• **Task statement**: Using the data below, determine the number of lines that include the string "which". Write only that number.

• **Available data**:
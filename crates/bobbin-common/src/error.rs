use smol_str::SmolStr;

/// Transport-level errors that occur during HTTP communication
#[derive(Debug, thiserror::Error, miette::Diagnostic)]
pub enum TransportError {
    /// Failed to establish connection to server
    #[error("Connection error: {0}")]
    #[diagnostic(code(bobbin_common::transport::connect))]
    Connect(SmolStr),

    /// Request timed out
    #[error("Request timeout")]
    #[diagnostic(code(bobbin_common::transport::timeout))]
    Timeout,

    /// Request could not be built (bad URI, header, ...)
    #[error("Invalid request: {0}")]
    #[diagnostic(code(bobbin_common::transport::invalid_request))]
    InvalidRequest(SmolStr),

    /// Other transport error
    #[error("Transport error: {0}")]
    #[diagnostic(code(bobbin_common::transport::other))]
    Other(Box<dyn std::error::Error + Send + Sync>),
}

impl TransportError {
    /// True for failures that are worth retrying as-is.
    pub fn is_transient(&self) -> bool {
        matches!(self, Self::Connect(_) | Self::Timeout)
    }
}

#[cfg(feature = "reqwest-client")]
impl From<reqwest::Error> for TransportError {
    fn from(e: reqwest::Error) -> Self {
        if e.is_timeout() {
            Self::Timeout
        } else if e.is_connect() {
            Self::Connect(e.to_string().into())
        } else if e.is_builder() || e.is_request() {
            Self::InvalidRequest(e.to_string().into())
        } else {
            Self::Other(Box::new(e))
        }
    }
}

impl From<http::Error> for TransportError {
    fn from(e: http::Error) -> Self {
        Self::InvalidRequest(e.to_string().into())
    }
}
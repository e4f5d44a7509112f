//! Native-app client metadata, as the atproto OAuth profile requires it.

use bon::Builder;
use smol_str::SmolStr;
use thiserror::Error;
use url::Url;

use crate::types::OAuthClientMetadata;

#[derive(Error, Debug, miette::Diagnostic, PartialEq, Eq)]
pub enum Error {
    #[error("`client_id` must be an https URL without a fragment")]
    #[diagnostic(
        code(bobbin_oauth::client_metadata::client_id),
        help("the client id is the URL the metadata document is published at")
    )]
    InvalidClientId,
    #[error("`scope` must include `atproto`")]
    #[diagnostic(code(bobbin_oauth::client_metadata::scope))]
    InvalidScope,
    #[error("`redirect_uris` must not be empty")]
    #[diagnostic(code(bobbin_oauth::client_metadata::empty_redirect_uris))]
    EmptyRedirectUris,
    #[error("invalid redirect_uri {uri}: {reason}")]
    #[diagnostic(
        code(bobbin_oauth::client_metadata::redirect_uri),
        help("native apps use `reverse.domain:/path` or an https URL, matched exactly")
    )]
    InvalidRedirectUri { uri: SmolStr, reason: &'static str },
}

pub type Result<T> = core::result::Result<T, Error>;

#[derive(Clone, Copy, Debug, PartialEq, Eq)]
pub enum GrantType {
    AuthorizationCode,
    RefreshToken,
}

impl GrantType {
    pub fn as_str(&self) -> &'static str {
        match self {
            GrantType::AuthorizationCode => "authorization_code",
            GrantType::RefreshToken => "refresh_token",
        }
    }
}

fn default_scope() -> SmolStr {
    SmolStr::new_static("atproto transition:generic")
}

/// Client configuration.
///
/// Turned into the published document by
/// [`client_metadata`](AtprotoClientMetadata::client_metadata), which is also
/// where it gets validated.
#[derive(Clone, Debug, PartialEq, Eq, Builder)]
#[builder(start_fn = new)]
pub struct AtprotoClientMetadata {
    pub client_id: Url,
    pub redirect_uris: Vec<Url>,
    #[builder(default = default_scope(), into)]
    pub scope: SmolStr,
    #[builder(into)]
    pub client_name: Option<SmolStr>,
    pub client_uri: Option<Url>,
}

impl AtprotoClientMetadata {
    /// Validate and render the metadata document.
    pub fn client_metadata(&self) -> Result<OAuthClientMetadata> {
        if self.client_id.scheme() != "https" || self.client_id.fragment().is_some() {
            return Err(Error::InvalidClientId);
        }
        if !self.scope.split(' ').any(|s| s == "atproto") {
            return Err(Error::InvalidScope);
        }
        if self.redirect_uris.is_empty() {
            return Err(Error::EmptyRedirectUris);
        }
        for uri in &self.redirect_uris {
            validate_redirect_uri(uri)?;
        }
        Ok(OAuthClientMetadata {
            client_id: self.client_id.clone(),
            client_name: self.client_name.clone(),
            client_uri: self.client_uri.clone(),
            redirect_uris: self.redirect_uris.clone(),
            scope: self.scope.clone(),
            grant_types: [GrantType::AuthorizationCode, GrantType::RefreshToken]
                .iter()
                .map(|g| SmolStr::new_static(g.as_str()))
                .collect(),
            response_types: vec![SmolStr::new_static("code")],
            application_type: SmolStr::new_static("native"),
            token_endpoint_auth_method: SmolStr::new_static("none"),
            dpop_bound_access_tokens: true,
        })
    }

    /// Redirect URI sent with authorization requests.
    pub fn default_redirect_uri(&self) -> Option<&Url> {
        self.redirect_uris.first()
    }
}

// https://datatracker.ietf.org/doc/html/rfc8252#section-7.1
fn validate_redirect_uri(uri: &Url) -> Result<()> {
    let invalid = |reason| Error::InvalidRedirectUri {
        uri: uri.as_str().into(),
        reason,
    };
    if uri.as_str().contains('*') {
        return Err(invalid("wildcards are not allowed"));
    }
    if uri.fragment().is_some() {
        return Err(invalid("fragments are not allowed"));
    }
    match uri.scheme() {
        "https" => Ok(()),
        "http" => match uri.host_str() {
            Some("127.0.0.1") | Some("[::1]") => Ok(()),
            _ => Err(invalid("plain http is only allowed for loopback addresses")),
        },
        scheme => {
            if !scheme.contains('.') {
                return Err(invalid("private-use schemes must be a reverse domain name"));
            }
            let rest = &uri.as_str()[scheme.len() + 1..];
            if rest.starts_with("//") || !rest.starts_with('/') {
                return Err(invalid("private-use schemes take a single slash: `scheme:/path`"));
            }
            Ok(())
        }
    }
}
//! Time-bounded caches for resolved identities.
//!
//! Entries carry their own expiry. Reads treat an expired entry as absent but
//! leave it in place; it is overwritten by the next `set` for the same key or
//! dropped by [`TtlCache::clear`].

use dashmap::DashMap;
use std::hash::Hash;
use std::time::Duration;
use tokio::time::Instant;

/// One cached value and the instant it stops being served.
#[derive(Debug, Clone)]
pub struct CacheEntry<T> {
    /// Cached value
    pub value: T,
    /// First instant at which the value is considered stale
    pub expires_at: Instant,
}

impl<T> CacheEntry<T> {
    /// True once `now` has reached the expiry instant.
    pub fn is_expired(&self, now: Instant) -> bool {
        now >= self.expires_at
    }
}

/// Concurrent map with a fixed time-to-live per entry.
///
/// Uses tokio's clock, so tests running with a paused runtime can step
/// through expiry deterministically.
#[derive(Debug)]
pub struct TtlCache<K: Eq + Hash, V> {
    entries: DashMap<K, CacheEntry<V>>,
    ttl: Duration,
}

impl<K: Eq + Hash, V: Clone> TtlCache<K, V> {
    /// Create an empty cache whose entries live for `ttl`.
    pub fn new(ttl: Duration) -> Self {
        Self {
            entries: DashMap::new(),
            ttl,
        }
    }

    /// Configured time-to-live
    pub fn ttl(&self) -> Duration {
        self.ttl
    }

    /// Value for `key`, if present and not expired.
    pub fn get(&self, key: &K) -> Option<V> {
        let entry = self.entries.get(key)?;
        if entry.is_expired(Instant::now()) {
            None
        } else {
            Some(entry.value.clone())
        }
    }

    /// Insert or replace the value for `key`, restarting its TTL.
    pub fn set(&self, key: K, value: V) {
        let now = Instant::now();
        // A TTL too large to represent means "never expires" in practice.
        let expires_at = now
            .checked_add(self.ttl)
            .unwrap_or_else(|| now + Duration::from_secs(100 * 365 * 24 * 60 * 60));
        self.entries.insert(key, CacheEntry { value, expires_at });
    }

    /// Drop the entry for `key`, returning it if it was still live.
    pub fn remove(&self, key: &K) -> Option<V> {
        let (_, entry) = self.entries.remove(key)?;
        (!entry.is_expired(Instant::now())).then_some(entry.value)
    }

    /// Drop every entry.
    pub fn clear(&self) {
        self.entries.clear();
    }

    /// Number of stored entries, expired ones included.
    pub fn len(&self) -> usize {
        self.entries.len()
    }

    /// True if nothing is stored.
    pub fn is_empty(&self) -> bool {
        self.entries.is_empty()
    }
}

• **Answer area**: 2